Updated

A U.S.-led coalition convoy hit and killed a boy in Kabul, while Afghan and coalition forces arrested five suspected Al Qaeda in eastern Afghanistan on Wednesday.

Acting on intelligence, the joint forces arrested the "Al Qaeda associates" during a raid on a compound in Nangarhar province's Chaparhar district, a coalition statement said. It said no shots were fired and no serious injuries reported.

On Tuesday in Kabul, a coalition convoy was passing through a bazaar when the boy stepped into the road from behind a large truck, a coalition statement said. The convoy stopped to provide first aid and the boy was evacuated for medical care, but died of his injuries, it said.

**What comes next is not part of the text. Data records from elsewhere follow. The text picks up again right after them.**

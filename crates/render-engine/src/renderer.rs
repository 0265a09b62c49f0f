//! Frame overlays: tracking region and classified subjects.

use hotzone_common::error::{HotzoneError, HotzoneResult};
use hotzone_model::{ClassifiedBox, Placement, TrackingRegion};
use image::{Rgb, RgbImage};
use imageproc::drawing::{draw_filled_circle_mut, draw_hollow_rect_mut};
use imageproc::rect::Rect;

/// Draws presentation overlays onto a frame in place.
///
/// Rendering never feeds back into detection or classification.
pub trait FrameRenderer: Send + Sync {
    fn render(
        &self,
        frame: &mut RgbImage,
        region: &TrackingRegion,
        subjects: &[ClassifiedBox],
    ) -> HotzoneResult<()>;
}

/// Colors and stroke width for [`OverlayRenderer`].
#[derive(Debug, Clone, Copy, PartialEq, Eq)]
pub struct OverlayStyle {
    pub region_color: Rgb<u8>,
    pub in_color: Rgb<u8>,
    pub out_color: Rgb<u8>,
    /// Border thickness in pixels.
    pub thickness: u32,
    /// Draw a dot at each subject's center.
    pub center_markers: bool,
}

impl Default for OverlayStyle {
    fn default() -> Self {
        Self {
            region_color: Rgb([255, 215, 0]),
            in_color: Rgb([0, 200, 0]),
            out_color: Rgb([220, 0, 0]),
            thickness: 3,
            center_markers: true,
        }
    }
}

/// Outlines the tracking region and every subject, green when IN and red
/// when OUT.
#[derive(Debug, Clone, Default)]
pub struct OverlayRenderer {
    style: OverlayStyle,
}

impl OverlayRenderer {
    pub fn new(style: OverlayStyle) -> Self {
        Self { style }
    }

    pub fn style(&self) -> &OverlayStyle {
        &self.style
    }

    fn color_for(&self, placement: Placement) -> Rgb<u8> {
        match placement {
            Placement::In => self.style.in_color,
            Placement::Out => self.style.out_color,
        }
    }
}

impl FrameRenderer for OverlayRenderer {
    fn render(
        &self,
        frame: &mut RgbImage,
        region: &TrackingRegion,
        subjects: &[ClassifiedBox],
    ) -> HotzoneResult<()> {
        let (width, height) = frame.dimensions();
        if width == 0 || height == 0 {
            return Err(HotzoneError::render("Cannot draw on an empty frame"));
        }

        let region_rect = PixelRect::from_normalized(
            region.min_x(),
            region.min_y(),
            region.max_x(),
            region.max_y(),
            width,
            height,
        );
        draw_thick_rect(frame, region_rect, self.style.region_color, self.style.thickness);

        for subject in subjects {
            let bbox = &subject.bbox;
            if !bbox.is_finite() {
                continue;
            }
            let color = self.color_for(subject.placement);
            let rect = PixelRect::from_normalized(
                bbox.min_x, bbox.min_y, bbox.max_x, bbox.max_y, width, height,
            );
            draw_thick_rect(frame, rect, color, self.style.thickness);

            if self.style.center_markers {
                let (cx, cy) = bbox.center();
                let px = (cx.clamp(0.0, 1.0) * width as f64) as i32;
                let py = ((1.0 - cy.clamp(0.0, 1.0)) * height as f64) as i32;
                let radius = (self.style.thickness as i32).max(1);
                draw_filled_circle_mut(frame, (px, py), radius, color);
            }
        }
        Ok(())
    }
}

/// Pixel rectangle with a top-left origin.
#[derive(Debug, Clone, Copy, PartialEq, Eq)]
struct PixelRect {
    left: i32,
    top: i32,
    width: u32,
    height: u32,
}

impl PixelRect {
    /// Convert a normalized bottom-left-origin box into pixels, clamped to
    /// the frame and at least one pixel on each side.
    fn from_normalized(
        min_x: f64,
        min_y: f64,
        max_x: f64,
        max_y: f64,
        frame_width: u32,
        frame_height: u32,
    ) -> Self {
        let w = frame_width as f64;
        let h = frame_height as f64;
        let left = (min_x.clamp(0.0, 1.0) * w).floor();
        let right = (max_x.clamp(0.0, 1.0) * w).ceil();
        let top = ((1.0 - max_y.clamp(0.0, 1.0)) * h).floor();
        let bottom = ((1.0 - min_y.clamp(0.0, 1.0)) * h).ceil();

        let left = (left as u32).min(frame_width - 1);
        let top = (top as u32).min(frame_height - 1);
        let width = ((right as u32).saturating_sub(left)).clamp(1, frame_width - left);
        let height = ((bottom as u32).saturating_sub(top)).clamp(1, frame_height - top);

        Self {
            left: left as i32,
            top: top as i32,
            width,
            height,
        }
    }
}

/// Draw a border `thickness` pixels wide growing inward from `rect`.
fn draw_thick_rect(img: &mut RgbImage, rect: PixelRect, color: Rgb<u8>, thickness: u32) {
    for offset in 0..thickness.max(1) {
        let inset_w = rect.width.saturating_sub(offset * 2);
        let inset_h = rect.height.saturating_sub(offset * 2);
        if inset_w == 0 || inset_h == 0 {
            break;
        }
        let inner = Rect::at(rect.left + offset as i32, rect.top + offset as i32)
            .of_size(inset_w, inset_h);
        draw_hollow_rect_mut(img, inner, color);
    }
}
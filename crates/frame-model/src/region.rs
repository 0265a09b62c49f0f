//! Tracking region and subject placement types.
//!
//! All coordinates are normalized to `[0.0, 1.0]` range, origin bottom-left.

use serde::{Deserialize, Serialize};

use crate::bbox::BoundingBox;

/// The rectangle estimated to contain the meaningful subject activity for a
/// whole export run.
///
/// Always satisfies `0 <= min <= max <= 1` on both axes; the constructors
/// enforce it.
#[derive(Debug, Clone, Copy, PartialEq, Serialize, Deserialize)]
pub struct TrackingRegion {
    min_x: f64,
    max_x: f64,
    min_y: f64,
    max_y: f64,
}

impl TrackingRegion {
    /// Whole frame.
    pub const FULL: TrackingRegion = TrackingRegion {
        min_x: 0.0,
        max_x: 1.0,
        min_y: 0.0,
        max_y: 1.0,
    };

    /// Create a region, clamping every edge to `[0, 1]` and reordering
    /// swapped edges. Non-finite edges collapse to `0.0`.
    pub fn new(min_x: f64, max_x: f64, min_y: f64, max_y: f64) -> Self {
        let clamp = |v: f64| if v.is_finite() { v.clamp(0.0, 1.0) } else { 0.0 };
        let (x0, x1) = (clamp(min_x), clamp(max_x));
        let (y0, y1) = (clamp(min_y), clamp(max_y));
        Self {
            min_x: x0.min(x1),
            max_x: x0.max(x1),
            min_y: y0.min(y1),
            max_y: y0.max(y1),
        }
    }

    /// Grow each side by `pad_x` horizontally and `pad_y` vertically, then
    /// clamp back into the frame.
    pub fn padded(&self, pad_x: f64, pad_y: f64) -> Self {
        Self::new(
            self.min_x - pad_x,
            self.max_x + pad_x,
            self.min_y - pad_y,
            self.max_y + pad_y,
        )
    }

    pub fn min_x(&self) -> f64 {
        self.min_x
    }

    pub fn max_x(&self) -> f64 {
        self.max_x
    }

    pub fn min_y(&self) -> f64 {
        self.min_y
    }

    pub fn max_y(&self) -> f64 {
        self.max_y
    }

    pub fn width(&self) -> f64 {
        self.max_x - self.min_x
    }

    pub fn height(&self) -> f64 {
        self.max_y - self.min_y
    }

    /// Area of the region (0.0 to 1.0).
    pub fn area(&self) -> f64 {
        self.width() * self.height()
    }

    /// The center point of this region.
    pub fn center(&self) -> (f64, f64) {
        (
            (self.min_x + self.max_x) / 2.0,
            (self.min_y + self.max_y) / 2.0,
        )
    }

    /// Check if a normalized point is within this region.
    ///
    /// Edges are inclusive on all four sides, so a point lying exactly on
    /// the boundary is inside.
    pub fn contains(&self, px: f64, py: f64) -> bool {
        px >= self.min_x && px <= self.max_x && py >= self.min_y && py <= self.max_y
    }

    /// Whether `other` lies entirely within this region.
    pub fn encloses(&self, other: &TrackingRegion) -> bool {
        other.min_x >= self.min_x
            && other.max_x <= self.max_x
            && other.min_y >= self.min_y
            && other.max_y <= self.max_y
    }
}

impl Default for TrackingRegion {
    fn default() -> Self {
        Self::FULL
    }
}

/// Where a detected subject sits relative to the tracking region.
#[derive(Debug, Clone, Copy, PartialEq, Eq, Hash, Serialize, Deserialize)]
#[serde(rename_all = "lowercase")]
pub enum Placement {
    In,
    Out,
}

impl Placement {
    pub fn as_str(self) -> &'static str {
        match self {
            Placement::In => "in",
            Placement::Out => "out",
        }
    }
}

/// A detected subject together with its IN/OUT placement.
#[derive(Debug, Clone, Copy, PartialEq, Serialize, Deserialize)]
pub struct ClassifiedBox {
    pub bbox: BoundingBox,
    pub placement: Placement,
}

impl ClassifiedBox {
    pub fn is_in(&self) -> bool {
        self.placement == Placement::In
    }
}
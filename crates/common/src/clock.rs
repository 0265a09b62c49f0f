//! Presentation-time arithmetic for sampling and export stepping.
//!
//! Both the activity sampler and the export loop walk a video at fixed time
//! steps. Times are always derived from an integer step index
//! (`start + i * step`) so long runs never accumulate floating-point drift.

/// Output frame rate implied by a fixed presentation step.
pub fn output_fps(step_secs: f64) -> f64 {
    if step_secs <= 0.0 {
        return 0.0;
    }
    1.0 / step_secs
}

/// Index of the constant-rate output slot a timestamp falls into, counted
/// from `origin_secs`.
pub fn frame_slot(timestamp_secs: f64, origin_secs: f64, fps: f64) -> u64 {
    let offset = (timestamp_secs - origin_secs).max(0.0);
    (offset * fps).round() as u64
}

/// A half-open schedule of presentation times `[start, end)` at a fixed step.
#[derive(Debug, Clone, Copy, PartialEq)]
pub struct StepSchedule {
    start_secs: f64,
    end_secs: f64,
    step_secs: f64,
}

impl StepSchedule {
    /// Create a schedule. A non-positive or non-finite step yields an empty
    /// schedule rather than an endless one.
    pub fn new(start_secs: f64, end_secs: f64, step_secs: f64) -> Self {
        Self {
            start_secs: start_secs.max(0.0),
            end_secs,
            step_secs,
        }
    }

    pub fn start_secs(&self) -> f64 {
        self.start_secs
    }

    pub fn end_secs(&self) -> f64 {
        self.end_secs
    }

    pub fn step_secs(&self) -> f64 {
        self.step_secs
    }

    fn is_degenerate(&self) -> bool {
        !(self.step_secs.is_finite() && self.step_secs > 0.0)
            || !self.end_secs.is_finite()
            || self.end_secs <= self.start_secs
    }

    /// Presentation time of step `index`, or `None` once past the end.
    pub fn time_at(&self, index: u64) -> Option<f64> {
        if self.is_degenerate() {
            return None;
        }
        let t = self.start_secs + index as f64 * self.step_secs;
        (t < self.end_secs).then_some(t)
    }

    /// Number of steps in the schedule.
    pub fn len(&self) -> u64 {
        if self.is_degenerate() {
            return 0;
        }
        let span = self.end_secs - self.start_secs;
        let mut count = (span / self.step_secs).ceil() as u64;
        // The division is approximate; settle on the index the iterator agrees with.
        while count > 0 && self.time_at(count - 1).is_none() {
            count -= 1;
        }
        while self.time_at(count).is_some() {
            count += 1;
        }
        count
    }

    pub fn is_empty(&self) -> bool {
        self.len() == 0
    }

    /// Iterate over every presentation time in the schedule.
    pub fn iter(&self) -> StepIter {
        StepIter {
            schedule: *self,
            next_index: 0,
        }
    }
}

impl IntoIterator for StepSchedule {
    type Item = f64;
    type IntoIter = StepIter;

    fn into_iter(self) -> Self::IntoIter {
        self.iter()
    }
}

/// Iterator over a [`StepSchedule`].
#[derive(Debug, Clone)]
pub struct StepIter {
    schedule: StepSchedule,
    next_index: u64,
}

impl StepIter {
    /// Index of the next time this iterator will yield.
    pub fn next_index(&self) -> u64 {
        self.next_index
    }
}

impl Iterator for StepIter {
    type Item = f64;

    fn next(&mut self) -> Option<f64> {
        let t = self.schedule.time_at(self.next_index)?;
        self.next_index += 1;
        Some(t)
    }
}
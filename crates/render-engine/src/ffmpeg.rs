//! Shared helpers for driving the `ffmpeg` / `ffprobe` binaries.

use std::path::Path;
use std::process::Stdio;

use hotzone_common::error::{HotzoneError, HotzoneResult};
use serde::Deserialize;

/// Whether `binary` can be launched, checked by running `binary -version`.
pub async fn command_exists(binary: &str) -> bool {
    tokio::process::Command::new(binary)
        .arg("-version")
        .stdin(Stdio::null())
        .stdout(Stdio::null())
        .stderr(Stdio::null())
        .status()
        .await
        .is_ok_and(|status| status.success())
}

/// What `ffprobe` reported about a media file.
#[derive(Debug, Clone, Copy, PartialEq)]
pub struct MediaInfo {
    /// Container duration, falling back to the video stream duration.
    pub duration_secs: Option<f64>,
    /// First video stream, if any.
    pub video: Option<VideoStreamInfo>,
}

#[derive(Debug, Clone, Copy, PartialEq)]
pub struct VideoStreamInfo {
    pub width: u32,
    pub height: u32,
    pub frame_rate: Option<f64>,
}

#[derive(Debug, Deserialize)]
struct RawMediaInfo {
    #[serde(default)]
    streams: Vec<RawStream>,
    format: Option<RawFormat>,
}

#[derive(Debug, Deserialize)]
struct RawStream {
    width: Option<u32>,
    height: Option<u32>,
    avg_frame_rate: Option<String>,
    r_frame_rate: Option<String>,
    duration: Option<String>,
}

#[derive(Debug, Deserialize)]
struct RawFormat {
    duration: Option<String>,
}

/// Run `ffprobe` on `path` and parse its JSON report.
pub async fn inspect(path: &Path) -> HotzoneResult<MediaInfo> {
    let output = tokio::process::Command::new("ffprobe")
        .args([
            "-v",
            "error",
            "-select_streams",
            "v:0",
            "-show_entries",
            "stream=width,height,avg_frame_rate,r_frame_rate,duration:format=duration",
            "-of",
            "json",
        ])
        .arg(path)
        .output()
        .await
        .map_err(|e| HotzoneError::source_stage("inspect", format!("Failed to run ffprobe: {e}")))?;

    if !output.status.success() {
        return Err(HotzoneError::source_stage(
            "inspect",
            format!(
                "ffprobe failed (status {}): {}",
                output.status,
                String::from_utf8_lossy(&output.stderr).trim()
            ),
        ));
    }

    parse_media_info(&String::from_utf8_lossy(&output.stdout))
}

/// Parse the JSON emitted by the `ffprobe` call in [`inspect`].
pub fn parse_media_info(raw: &str) -> HotzoneResult<MediaInfo> {
    let parsed: RawMediaInfo = serde_json::from_str(raw)?;

    let stream = parsed.streams.into_iter().next();
    let stream_duration = stream
        .as_ref()
        .and_then(|s| s.duration.as_deref())
        .and_then(parse_seconds);
    let format_duration = parsed
        .format
        .as_ref()
        .and_then(|f| f.duration.as_deref())
        .and_then(parse_seconds);

    let video = stream.and_then(|s| {
        let width = s.width.filter(|w| *w > 0)?;
        let height = s.height.filter(|h| *h > 0)?;
        let frame_rate = s
            .avg_frame_rate
            .as_deref()
            .and_then(parse_rate)
            .or_else(|| s.r_frame_rate.as_deref().and_then(parse_rate));
        Some(VideoStreamInfo {
            width,
            height,
            frame_rate,
        })
    });

    Ok(MediaInfo {
        duration_secs: format_duration.or(stream_duration),
        video,
    })
}

fn parse_seconds(value: &str) -> Option<f64> {
    value
        .trim()
        .parse::<f64>()
        .ok()
        .filter(|v| v.is_finite() && *v > 0.0)
}

/// Parse an ffmpeg rational such as `30000/1001` or `25`.
fn parse_rate(value: &str) -> Option<f64> {
    let rate = match value.split_once('/') {
        Some((num, den)) => {
            let num = num.trim().parse::<f64>().ok()?;
            let den = den.trim().parse::<f64>().ok()?;
            if den == 0.0 {
                return None;
            }
            num / den
        }
        None => value.trim().parse::<f64>().ok()?,
    };
    (rate.is_finite() && rate > 0.0).then_some(rate)
}
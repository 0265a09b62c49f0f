//! Object-detection capability used by both export passes.

use std::sync::Arc;

use async_trait::async_trait;
use hotzone_common::error::HotzoneResult;
use hotzone_model::BoundingBox;
use image::RgbImage;

/// Finds subjects in a frame.
///
/// Implementations wrap whatever model or service does the detection. An
/// empty result is a normal answer, not an error; errors are reserved for
/// the detector itself failing on this frame.
#[async_trait]
pub trait SubjectDetector: Send + Sync {
    /// Detect subjects, returning normalized boxes with a bottom-left
    /// origin.
    async fn detect(&self, frame: &RgbImage) -> HotzoneResult<Vec<BoundingBox>>;

    /// Detector name (for logging/debugging).
    fn name(&self) -> &str {
        "detector"
    }
}

#[async_trait]
impl<T: SubjectDetector + ?Sized> SubjectDetector for Arc<T> {
    async fn detect(&self, frame: &RgbImage) -> HotzoneResult<Vec<BoundingBox>> {
        (**self).detect(frame).await
    }

    fn name(&self) -> &str {
        (**self).name()
    }
}
//! Hotzone Processing Core
//!
//! Turns per-frame subject detections into a single region of interest:
//! - **Activity Grid:** Accumulate bounding boxes into an N×N heat map
//! - **Region Estimation:** Threshold the heat map into a padded rectangle
//! - **Classification:** Mark each subject IN or OUT of the region
//!
//! This crate is pure computation with no I/O, async, or platform
//! dependencies. All inputs are data; all outputs are data.

pub mod classify;
pub mod grid;
pub mod region;

pub use classify::{classify, ClassificationSummary};
pub use grid::ActivityGrid;
pub use region::{RegionEstimate, RegionEstimator, RegionEstimatorConfig, RegionOutcome};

In the volatile south, gunmen kidnapped Habib Rahman, the agriculture department director of Zabul province, as he was traveling by car from neighboring Ghazni province on Tuesday, said Ali Shah Ahmadzai, Ghazni's police chief.

Purported Taliban spokesman Qari Yousef Ahmadi claimed responsibility for the kidnapping in a phone call from an undisclosed location. Ahmadi said Taliban authorities will decide Rahman's fate.

In western Herat province, meanwhile, Afghan troops searched a suspicious guarded compound on Tuesday and discovered 18 rocket propelled grenades, 27 AK-47 weapons and Afghan police uniforms, a coalition statement said. The guard later confessed that he commanded more than 100 Taliban fighters, it said.

Also Tuesday, a powerful remote-controlled bomb destroyed a U.N. vehicle in southern Afghanistan's main city, killing four Nepalese guards and an Afghan driver, officials said.

The attack on a three-vehicle U.N. convoy in Kandahar was the bloodiest in Afghanistan for the world body since the hard-line Taliban militia's 2001 ouster. It showed how violence still impedes much-needed reconstruction.

The convoy was beside a canal when unidentified assailants detonated the charge. It hit a gray sport-utility vehicle, killing the four guards and their driver, police and the U.N. said.

An Associated Press reporter saw two charred bodies on the road nearby. The blast blew off two of the car's doors and gouged a crater in the road.

No one immediately claimed responsibility.

The attack came a day after a Human Rights Watch report accused Taliban militants of committing war crimes by targeting civilians.

The rights group said militants killed nearly 700 Afghan civilians in 2006 — more than three times the civilian deaths attributed to U.S. and NATO forces, which have been criticized for using excessive force in civilian areas.